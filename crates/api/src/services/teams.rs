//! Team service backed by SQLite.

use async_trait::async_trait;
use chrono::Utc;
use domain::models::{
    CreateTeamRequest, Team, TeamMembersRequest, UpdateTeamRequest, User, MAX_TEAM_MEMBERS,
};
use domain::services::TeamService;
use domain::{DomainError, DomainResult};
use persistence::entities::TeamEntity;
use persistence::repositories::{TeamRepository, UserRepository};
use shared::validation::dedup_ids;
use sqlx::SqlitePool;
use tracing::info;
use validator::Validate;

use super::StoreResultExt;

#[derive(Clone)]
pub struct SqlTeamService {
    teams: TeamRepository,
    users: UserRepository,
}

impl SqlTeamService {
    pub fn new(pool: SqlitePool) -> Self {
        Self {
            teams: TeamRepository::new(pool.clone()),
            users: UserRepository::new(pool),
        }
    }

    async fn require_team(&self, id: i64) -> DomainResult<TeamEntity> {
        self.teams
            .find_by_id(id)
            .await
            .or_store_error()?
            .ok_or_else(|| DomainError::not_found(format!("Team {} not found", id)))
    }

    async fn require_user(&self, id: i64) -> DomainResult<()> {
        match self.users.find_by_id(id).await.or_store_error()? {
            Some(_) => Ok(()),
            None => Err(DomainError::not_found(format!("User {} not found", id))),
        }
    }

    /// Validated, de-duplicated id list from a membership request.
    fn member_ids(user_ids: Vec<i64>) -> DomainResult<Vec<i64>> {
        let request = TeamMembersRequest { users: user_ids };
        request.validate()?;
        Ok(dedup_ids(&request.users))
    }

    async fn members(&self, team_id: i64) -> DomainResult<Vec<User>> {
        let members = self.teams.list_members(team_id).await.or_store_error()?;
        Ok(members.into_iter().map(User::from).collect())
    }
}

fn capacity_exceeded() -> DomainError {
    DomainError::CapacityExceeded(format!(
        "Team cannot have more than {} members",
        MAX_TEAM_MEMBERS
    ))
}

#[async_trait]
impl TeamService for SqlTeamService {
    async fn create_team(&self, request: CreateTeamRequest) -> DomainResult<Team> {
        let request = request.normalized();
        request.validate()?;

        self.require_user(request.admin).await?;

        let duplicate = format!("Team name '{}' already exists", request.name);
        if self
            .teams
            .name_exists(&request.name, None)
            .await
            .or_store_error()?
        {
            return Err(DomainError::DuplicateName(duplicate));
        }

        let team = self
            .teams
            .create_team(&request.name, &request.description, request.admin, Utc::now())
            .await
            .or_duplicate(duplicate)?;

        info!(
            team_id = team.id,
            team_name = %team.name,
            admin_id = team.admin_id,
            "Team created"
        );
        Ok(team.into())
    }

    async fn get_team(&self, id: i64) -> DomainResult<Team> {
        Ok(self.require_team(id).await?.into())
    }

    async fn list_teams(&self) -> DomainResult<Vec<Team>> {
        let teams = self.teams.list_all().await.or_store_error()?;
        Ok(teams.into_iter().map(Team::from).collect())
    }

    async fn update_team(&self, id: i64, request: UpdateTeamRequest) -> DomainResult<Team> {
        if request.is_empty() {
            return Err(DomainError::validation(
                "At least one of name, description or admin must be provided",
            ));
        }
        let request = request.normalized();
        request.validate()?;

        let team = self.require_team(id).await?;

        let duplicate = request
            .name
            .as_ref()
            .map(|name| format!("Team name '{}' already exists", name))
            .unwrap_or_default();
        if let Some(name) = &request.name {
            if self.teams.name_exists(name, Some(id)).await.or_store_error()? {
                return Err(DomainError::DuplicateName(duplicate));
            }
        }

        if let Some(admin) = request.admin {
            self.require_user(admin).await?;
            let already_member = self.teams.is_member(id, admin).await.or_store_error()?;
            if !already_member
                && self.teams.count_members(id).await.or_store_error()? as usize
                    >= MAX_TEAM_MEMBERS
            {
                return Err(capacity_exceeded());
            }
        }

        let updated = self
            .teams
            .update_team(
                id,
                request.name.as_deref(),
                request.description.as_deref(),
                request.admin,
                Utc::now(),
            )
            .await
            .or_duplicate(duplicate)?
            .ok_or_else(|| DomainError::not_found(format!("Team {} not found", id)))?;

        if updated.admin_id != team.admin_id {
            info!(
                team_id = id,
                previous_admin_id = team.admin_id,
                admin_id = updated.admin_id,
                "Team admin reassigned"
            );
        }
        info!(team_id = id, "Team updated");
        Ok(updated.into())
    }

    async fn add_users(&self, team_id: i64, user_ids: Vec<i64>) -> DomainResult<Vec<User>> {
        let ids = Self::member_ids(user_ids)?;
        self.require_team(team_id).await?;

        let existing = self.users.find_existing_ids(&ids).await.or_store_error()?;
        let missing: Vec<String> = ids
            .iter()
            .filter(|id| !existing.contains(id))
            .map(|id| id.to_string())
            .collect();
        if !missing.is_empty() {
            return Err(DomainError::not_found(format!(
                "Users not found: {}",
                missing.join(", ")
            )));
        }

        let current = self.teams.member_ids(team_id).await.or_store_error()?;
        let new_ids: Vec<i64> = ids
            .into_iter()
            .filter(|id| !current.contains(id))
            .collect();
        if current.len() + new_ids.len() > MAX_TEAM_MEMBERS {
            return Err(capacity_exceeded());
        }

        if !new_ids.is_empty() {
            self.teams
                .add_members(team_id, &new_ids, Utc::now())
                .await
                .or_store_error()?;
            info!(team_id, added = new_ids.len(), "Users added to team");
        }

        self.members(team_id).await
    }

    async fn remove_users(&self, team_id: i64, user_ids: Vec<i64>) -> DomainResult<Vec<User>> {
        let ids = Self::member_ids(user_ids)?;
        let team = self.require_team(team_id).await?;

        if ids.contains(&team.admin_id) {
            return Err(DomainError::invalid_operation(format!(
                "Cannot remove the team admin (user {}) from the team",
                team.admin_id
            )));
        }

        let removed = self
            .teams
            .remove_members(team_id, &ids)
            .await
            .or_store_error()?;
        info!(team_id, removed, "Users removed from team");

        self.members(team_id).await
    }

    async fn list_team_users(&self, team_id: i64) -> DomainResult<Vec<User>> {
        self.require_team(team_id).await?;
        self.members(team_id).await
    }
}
·····
Problem statement ->
Reproduce every record above exactly as it is written.

The completed task ->
filename crates/api/src/services/teams.rs
//! Team service backed by SQLite.

use async_trait::async_trait;
use chrono::Utc;
use domain::models::{
    CreateTeamRequest, Team, TeamMembersRequest, UpdateTeamRequest, User, MAX_TEAM_MEMBERS,
};
use domain::services::TeamService;
use domain::{DomainError, DomainResult};
use persistence::entities::TeamEntity;
use persistence::repositories::{TeamRepository, UserRepository};
use shared::validation::dedup_ids;
use sqlx::SqlitePool;
use tracing::info;
use validator::Validate;

use super::StoreResultExt;

#[derive(Clone)]
pub struct SqlTeamService {
    teams: TeamRepository,
    users: UserRepository,
}

impl SqlTeamService {
    pub fn new(pool: SqlitePool) -> Self {
        Self {
            teams: TeamRepository::new(pool.clone()),
            users: UserRepository::new(pool),
        }
    }

    async fn require_team(&self, id: i64) -> DomainResult<TeamEntity> {
        self.teams
            .find_by_id(id)
            .await
            .or_store_error()?
            .ok_or_else(|| DomainError::not_found(format!("Team {} not found", id)))
    }

    async fn require_user(&self, id: i64) -> DomainResult<()> {
        match self.users.find_by_id(id).await.or_store_error()? {
            Some(_) => Ok(()),
            None => Err(DomainError::not_found(format!("User {} not found", id))),
        }
    }

    /// Validated, de-duplicated id list from a membership request.
    fn member_ids(user_ids: Vec<i64>) -> DomainResult<Vec<i64>> {
        let request = TeamMembersRequest { users: user_ids };
        request.validate()?;
        Ok(dedup_ids(&request.users))
    }

    async fn members(&self, team_id: i64) -> DomainResult<Vec<User>> {
        let members = self.teams.list_members(team_id).await.or_store_error()?;
        Ok(members.into_iter().map(User::from).collect())
    }
}

fn capacity_exceeded() -> DomainError {
    DomainError::CapacityExceeded(format!(
        "Team cannot have more than {} members",
        MAX_TEAM_MEMBERS
    ))
}

#[async_trait]
impl TeamService for SqlTeamService {
    async fn create_team(&self, request: CreateTeamRequest) -> DomainResult<Team> {
        let request = request.normalized();
        request.validate()?;

        self.require_user(request.admin).await?;

        let duplicate = format!("Team name '{}' already exists", request.name);
        if self
            .teams
            .name_exists(&request.name, None)
            .await
            .or_store_error()?
        {
            return Err(DomainError::DuplicateName(duplicate));
        }

        let team = self
            .teams
            .create_team(&request.name, &request.description, request.admin, Utc::now())
            .await
            .or_duplicate(duplicate)?;

        info!(
            team_id = team.id,
            team_name = %team.name,
            admin_id = team.admin_id,
            "Team created"
        );
        Ok(team.into())
    }

    async fn get_team(&self, id: i64) -> DomainResult<Team> {
        Ok(self.require_team(id).await?.into())
    }

    async fn list_teams(&self) -> DomainResult<Vec<Team>> {
        let teams = self.teams.list_all().await.or_store_error()?;
        Ok(teams.into_iter().map(Team::from).collect())
    }

    async fn update_team(&self, id: i64, request: UpdateTeamRequest) -> DomainResult<Team> {
        if request.is_empty() {
            return Err(DomainError::validation(
                "At least one of name, description or admin must be provided",
            ));
        }
        let request = request.normalized();
        request.validate()?;

        let team = self.require_team(id).await?;

        let duplicate = request
            .name
            .as_ref()
            .map(|name| format!("Team name '{}' already exists", name))
            .unwrap_or_default();
        if let Some(name) = &request.name {
            if self.teams.name_exists(name, Some(id)).await.or_store_error()? {
                return Err(DomainError::DuplicateName(duplicate));
            }
        }

        if let Some(admin) = request.admin {
            self.require_user(admin).await?;
            let already_member = self.teams.is_member(id, admin).await.or_store_error()?;
            if !already_member
                && self.teams.count_members(id).await.or_store_error()? as usize
                    >= MAX_TEAM_MEMBERS
            {
                return Err(capacity_exceeded());
            }
        }

        let updated = self
            .teams
            .update_team(
                id,
                request.name.as_deref(),
                request.description.as_deref(),
                request.admin,
                Utc::now(),
            )
            .await
            .or_duplicate(duplicate)?
            .ok_or_else(|| DomainError::not_found(format!("Team {} not found", id)))?;

        if updated.admin_id != team.admin_id {
            info!(
                team_id = id,
                previous_admin_id = team.admin_id,
                admin_id = updated.admin_id,
                "Team admin reassigned"
            );
        }
        info!(team_id = id, "Team updated");
        Ok(updated.into())
    }

    async fn add_users(&self, team_id: i64, user_ids: Vec<i64>) -> DomainResult<Vec<User>> {
        let ids = Self::member_ids(user_ids)?;
        self.require_team(team_id).await?;

        let existing = self.users.find_existing_ids(&ids).await.or_store_error()?;
        let missing: Vec<String> = ids
            .iter()
            .filter(|id| !existing.contains(id))
            .map(|id| id.to_string())
            .collect();
        if !missing.is_empty() {
            return Err(DomainError::not_found(format!(
                "Users not found: {}",
                missing.join(", ")
            )));
        }

        let current = self.teams.member_ids(team_id).await.or_store_error()?;
        let new_ids: Vec<i64> = ids
            .into_iter()
            .filter(|id| !current.contains(id))
            .collect();
        if current.len() + new_ids.len() > MAX_TEAM_MEMBERS {
            return Err(capacity_exceeded());
        }

        if !new_ids.is_empty() {
            self.teams
                .add_members(team_id, &new_ids, Utc::now())
                .await
                .or_store_error()?;
            info!(team_id, added = new_ids.len(), "Users added to team");
        }

        self.members(team_id).await
    }

    async fn remove_users(&self, team_id: i64, user_ids: Vec<i64>) -> DomainResult<Vec<User>> {
        let ids = Self::member_ids(user_ids)?;
        let team = self.require_team(team_id).await?;

        if ids.contains(&team.admin_id) {
            return Err(DomainError::invalid_operation(format!(
                "Cannot remove the team admin (user {}) from the team",
                team.admin_id
            )));
        }

        let removed = self
            .teams
            .remove_members(team_id, &ids)
            .await
            .or_store_error()?;
        info!(team_id, removed, "Users removed from team");

        self.members(team_id).await
    }

    async fn list_team_users(&self, team_id: i64) -> DomainResult<Vec<User>> {
        self.require_team(team_id).await?;
        self.members(team_id).await
    }
}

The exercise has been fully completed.